Utilized Python libraries such as scikit-learn, pandas, and numpy for data preprocessing, feature extraction, and model training.
Achieved an accuracy of 90% on the validation dataset, demonstrating the effectiveness of the model in genre prediction.
Credit Card Fraud Detection Model:
Engineered a fraud detection model using algorithms like Logistic Regression, Decision Trees, or Random Forests to classify credit card transactions as fraudulent or legitimate.
Employed feature engineering techniques to extract relevant information from the dataset, enhancing the model's ability to detect fraudulent transactions.
Attained an F1 score of 0.91 on the test dataset, showcasing the model's efficacy in identifying fraudulent activity and mitigating financial risks.
Customer Churn Prediction Model:
Designed and implemented a churn prediction model using algorithms like Logistic Regression, Random Forests, or Gradient Boosting to forecast customer churn for a subscription-based service.
Incorporated historical customer data and demographic features to train the model, enabling proactive retention strategies to reduce churn rate.

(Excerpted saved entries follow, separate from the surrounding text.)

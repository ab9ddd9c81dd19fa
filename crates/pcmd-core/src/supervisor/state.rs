//! Supervision state machine

use std::fmt;
use std::process::ExitStatus;

/// Which way bytes flow through a copy task
#[derive(Debug, Clone, Copy, PartialEq, Eq)]
pub enum Direction {
    /// External input to the child's stdin
    Input,
    /// The child's stdout to external output
    Output,
}

impl fmt::Display for Direction {
    fn fmt(&self, f: &mut fmt::Formatter<'_>) -> fmt::Result {
        match self {
            Direction::Input => write!(f, "input"),
            Direction::Output => write!(f, "output"),
        }
    }
}

/// What moved a session into cleanup
#[derive(Debug, Clone, Copy, PartialEq, Eq)]
pub enum CleanupTrigger {
    /// A copy direction reached end-of-stream or failed
    StreamClosed(Direction),
    /// The stop signal fired
    Stopped,
}

/// How the child ended
#[derive(Debug, Clone, Copy, PartialEq, Eq)]
pub enum Termination {
    /// Exited on its own before cleanup was requested
    NaturalExit(ExitStatus),
    /// Exited within the grace period
    ExitedDuringGrace(ExitStatus),
    /// Outlived the grace period and was sent SIGKILL. The status is
    /// `None` when the child could not be reaped afterwards.
    Killed(Option<ExitStatus>),
}

impl Termination {
    /// Whether SIGKILL was sent
    pub fn was_killed(&self) -> bool {
        matches!(self, Termination::Killed(_))
    }

    /// Exit status, when known
    pub fn status(&self) -> Option<ExitStatus> {
        match self {
            Termination::NaturalExit(status) | Termination::ExitedDuringGrace(status) => {
                Some(*status)
            }
            Termination::Killed(status) => *status,
        }
    }
}

/// Supervision lifecycle: `Spawned → Running → CleanupRequested → Terminated`,
/// with a direct `Running → Terminated` edge for a natural exit.
#[derive(Debug, Clone, Copy, PartialEq, Eq)]
pub enum SessionState {
    /// Process started, stdio not yet being copied
    Spawned,
    /// Copy tasks running
    Running,
    /// Pipes closed, grace timer running
    CleanupRequested(CleanupTrigger),
    /// Child gone
    Terminated(Termination),
}

impl SessionState {
    /// `Spawned → Running`
    pub fn start(self) -> Self {
        match self {
            SessionState::Spawned => SessionState::Running,
            other => other.rejected("start"),
        }
    }

    /// `Running → CleanupRequested`
    pub fn request_cleanup(self, trigger: CleanupTrigger) -> Self {
        match self {
            SessionState::Running => SessionState::CleanupRequested(trigger),
            other => other.rejected("request cleanup"),
        }
    }

    /// `Running → Terminated(NaturalExit)` or `CleanupRequested → Terminated`.
    ///
    /// A natural exit is only accepted from `Running`; exits observed
    /// during cleanup must be `ExitedDuringGrace` or `Killed`.
    pub fn terminate(self, termination: Termination) -> Self {
        match (self, termination) {
            (SessionState::Running, Termination::NaturalExit(_)) => {
                SessionState::Terminated(termination)
            }
            (SessionState::CleanupRequested(_), Termination::ExitedDuringGrace(_))
            | (SessionState::CleanupRequested(_), Termination::Killed(_)) => {
                SessionState::Terminated(termination)
            }
            (other, _) => other.rejected("terminate"),
        }
    }

    /// Whether the session has ended
    pub fn is_terminated(&self) -> bool {
        matches!(self, SessionState::Terminated(_))
    }

    fn rejected(self, transition: &str) -> Self {
        tracing::debug!("Ignoring {} in state {:?}", transition, self);
        self
    }
}
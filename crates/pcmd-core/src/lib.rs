//! pcmd-core: Process supervision and graceful shutdown for pcmd
//!
//! This crate provides the pieces the `pcmd` binary is assembled from:
//! a single-assignment stop signal fed by OS signals, an exclusive
//! `flock(2)` lock manager, a bounded readiness poller, and the
//! subprocess supervisor that pipes a child's stdio and tears it down
//! within a grace period.

#[cfg(not(unix))]
compile_error!("pcmd-core relies on process groups and flock(2) and only supports Unix");

pub mod cancel;
pub mod config;
pub mod error;
pub mod lock;
pub mod readiness;
pub mod supervisor;
pub mod time;
pub mod types;

pub use cancel::{spawn_dispatcher, spawn_signal_dispatcher, StopReason, StopSignal};
pub use config::{BuildInfo, ChildCommand, EntryMode, SessionConfig, Settings};
pub use error::PcmdError;
pub use lock::{acquire_or_report, lock_session, LockGuard, LockOutcome};
pub use readiness::{wait_until_ready, CommandProbe, PollSettings, ReadinessProbe};
pub use supervisor::{
    CleanupTrigger, Direction, SessionReport, SessionState, StreamOutcome, Supervisor, Termination,
};
pub use types::{Identity, SessionPaths};
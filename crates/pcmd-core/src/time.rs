//! Time utilities for pcmd
//!
//! Timestamps embedded in per-run log file names.

use time::macros::format_description;
use time::OffsetDateTime;

/// Format a timestamp as `YYYY-MM-DD-HH.MM.SS.nnnnnnnnn`.
///
/// The format sorts lexically and contains no `:` so it is safe in file
/// names on every platform.
pub fn format_log_timestamp(at: OffsetDateTime) -> String {
    let format = format_description!(
        "[year]-[month]-[day]-[hour].[minute].[second].[subsecond digits:9]"
    );
    // Formatting with a fixed description only fails for out-of-range years.
    at.format(&format)
        .unwrap_or_else(|_| at.unix_timestamp_nanos().to_string())
}

/// Current local time formatted for a log file name.
///
/// Falls back to UTC when the local offset cannot be determined, which
/// is the case in multi-threaded processes on some platforms.
pub fn log_timestamp() -> String {
    let now = OffsetDateTime::now_local().unwrap_or_else(|_| OffsetDateTime::now_utc());
    format_log_timestamp(now)
}
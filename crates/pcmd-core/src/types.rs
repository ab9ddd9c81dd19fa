//! Core domain types

use std::fmt;
use std::os::unix::fs::DirBuilderExt;
use std::path::{Path, PathBuf};

use percent_encoding::{utf8_percent_encode, AsciiSet, CONTROLS};

use crate::error::ConfigError;

/// Default SSH port; omitted from derived file names
pub const DEFAULT_SSH_PORT: u16 = 22;

/// Directory (under the working directory) holding lock and log files
pub const FILES_DIR: &str = ".pcmd";

/// Prefix of every derived file name
const FILE_PREFIX: &str = "pcmd";

/// Characters escaped inside a name component. `.` is the component
/// separator, so escaping it (and `%` itself) keeps distinct identities
/// from mapping onto the same file.
const COMPONENT_ESCAPES: &AsciiSet = &CONTROLS.add(b'%').add(b'.').add(b'/');

/// The remote endpoint a proxy session is for.
///
/// Maps onto the `%r`, `%h` and `%p` tokens of an ssh `ProxyCommand`.
#[derive(Debug, Clone, PartialEq, Eq, Hash)]
pub struct Identity {
    /// Remote user
    pub user: String,
    /// Remote host
    pub host: String,
    /// Remote port
    pub port: u16,
}

impl Default for Identity {
    fn default() -> Self {
        Self {
            user: String::new(),
            host: String::new(),
            port: DEFAULT_SSH_PORT,
        }
    }
}

impl Identity {
    /// Create a new identity
    pub fn new(user: impl Into<String>, host: impl Into<String>, port: u16) -> Self {
        Self {
            user: user.into(),
            host: host.into(),
            port,
        }
    }

    /// Whether every field needed for a lock path is present
    pub fn is_complete(&self) -> bool {
        !self.user.is_empty() && !self.host.is_empty() && self.port != 0
    }

    /// Fail with [`ConfigError::IncompleteIdentity`] unless complete
    pub fn require_complete(&self) -> Result<(), ConfigError> {
        if self.is_complete() {
            Ok(())
        } else {
            Err(ConfigError::IncompleteIdentity)
        }
    }

    /// `user@host`, as passed to ssh
    pub fn user_at_host(&self) -> String {
        format!("{}@{}", self.user, self.host)
    }

    /// Stable file name stem, e.g. `pcmd.bob.h1` or `pcmd.bob.h1.2222`.
    ///
    /// Empty fields are left out, as are port 22 and port 0.
    pub fn base_name(&self) -> String {
        let mut name = String::from(FILE_PREFIX);

        for field in [self.user.as_str(), self.host.as_str()] {
            if !field.is_empty() {
                name.push('.');
                name.extend(utf8_percent_encode(field, COMPONENT_ESCAPES));
            }
        }

        if self.port != DEFAULT_SSH_PORT && self.port != 0 {
            name.push('.');
            name.push_str(&self.port.to_string());
        }

        name
    }
}

impl fmt::Display for Identity {
    fn fmt(&self, f: &mut fmt::Formatter<'_>) -> fmt::Result {
        write!(f, "{}@{}:{}", self.user, self.host, self.port)
    }
}

/// On-disk locations used by one pcmd run
#[derive(Debug, Clone, PartialEq, Eq)]
pub struct SessionPaths {
    /// `<workdir>/.pcmd`
    pub files_dir: PathBuf,
    /// Lock file for the identity
    pub lock: PathBuf,
    /// Log file receiving the child's stderr
    pub log: PathBuf,
}

impl SessionPaths {
    /// Paths for a locking run. The log name is shared by every run of the
    /// identity, so a waiting instance can follow the holder's log.
    pub fn locking(work_dir: &Path, identity: &Identity) -> Self {
        let files_dir = files_dir(work_dir);
        let base = identity.base_name();
        Self {
            lock: files_dir.join(format!("{base}.lock")),
            log: files_dir.join(format!("{base}.log")),
            files_dir,
        }
    }

    /// Paths for a run without locking. The log name embeds the command's
    /// base name and a timestamp so unrelated concurrent runs do not collide.
    pub fn unlocked(work_dir: &Path, identity: &Identity, program: &str, timestamp: &str) -> Self {
        let files_dir = files_dir(work_dir);
        let base = identity.base_name();
        let command = Path::new(program)
            .file_name()
            .map(|name| name.to_string_lossy().into_owned())
            .unwrap_or_else(|| program.to_string());
        Self {
            lock: files_dir.join(format!("{base}.lock")),
            log: files_dir.join(format!("{base}.{command}.{timestamp}.log")),
            files_dir,
        }
    }

    /// Create the files directory (and the working directory) if missing
    pub fn ensure_files_dir(&self) -> Result<(), ConfigError> {
        std::fs::DirBuilder::new()
            .recursive(true)
            .mode(0o755)
            .create(&self.files_dir)
            .map_err(|source| ConfigError::WorkDir {
                path: self.files_dir.clone(),
                source,
            })
    }
}

fn files_dir(work_dir: &Path) -> PathBuf {
    work_dir.join(FILES_DIR)
}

Achieved an AUC-ROC score of 90 on the validation set, demonstrating the model's capability to predict customer churn and optimize business performance.
Spam SMS Detection Model:
Developed an AI model using techniques like TF-IDF or word embeddings with classifiers like Naive Bayes, Logistic Regression, or Support Vector Machines to classify SMS messages as spam or legitimate.
Implemented feature extraction methods to transform text data into numerical representations, facilitating effective spam detection.
Validated the model's performance with on a holdout dataset, showcasing its effectiveness in filtering out spam messages and improving user experience.
Handwritten Text Generation Model:
Created a character-level recurrent neural network (RNN) to generate handwritten-like text based on a dataset of handwritten text examples.
Utilized deep learning frameworks such as TensorFlow or PyTorch for model implementation and training, leveraging RNN architecture to capture sequential patterns in the data.
Generated coherent and realistic handwritten text samples, demonstrating the model's ability to learn and replicate complex patterns in handwriting.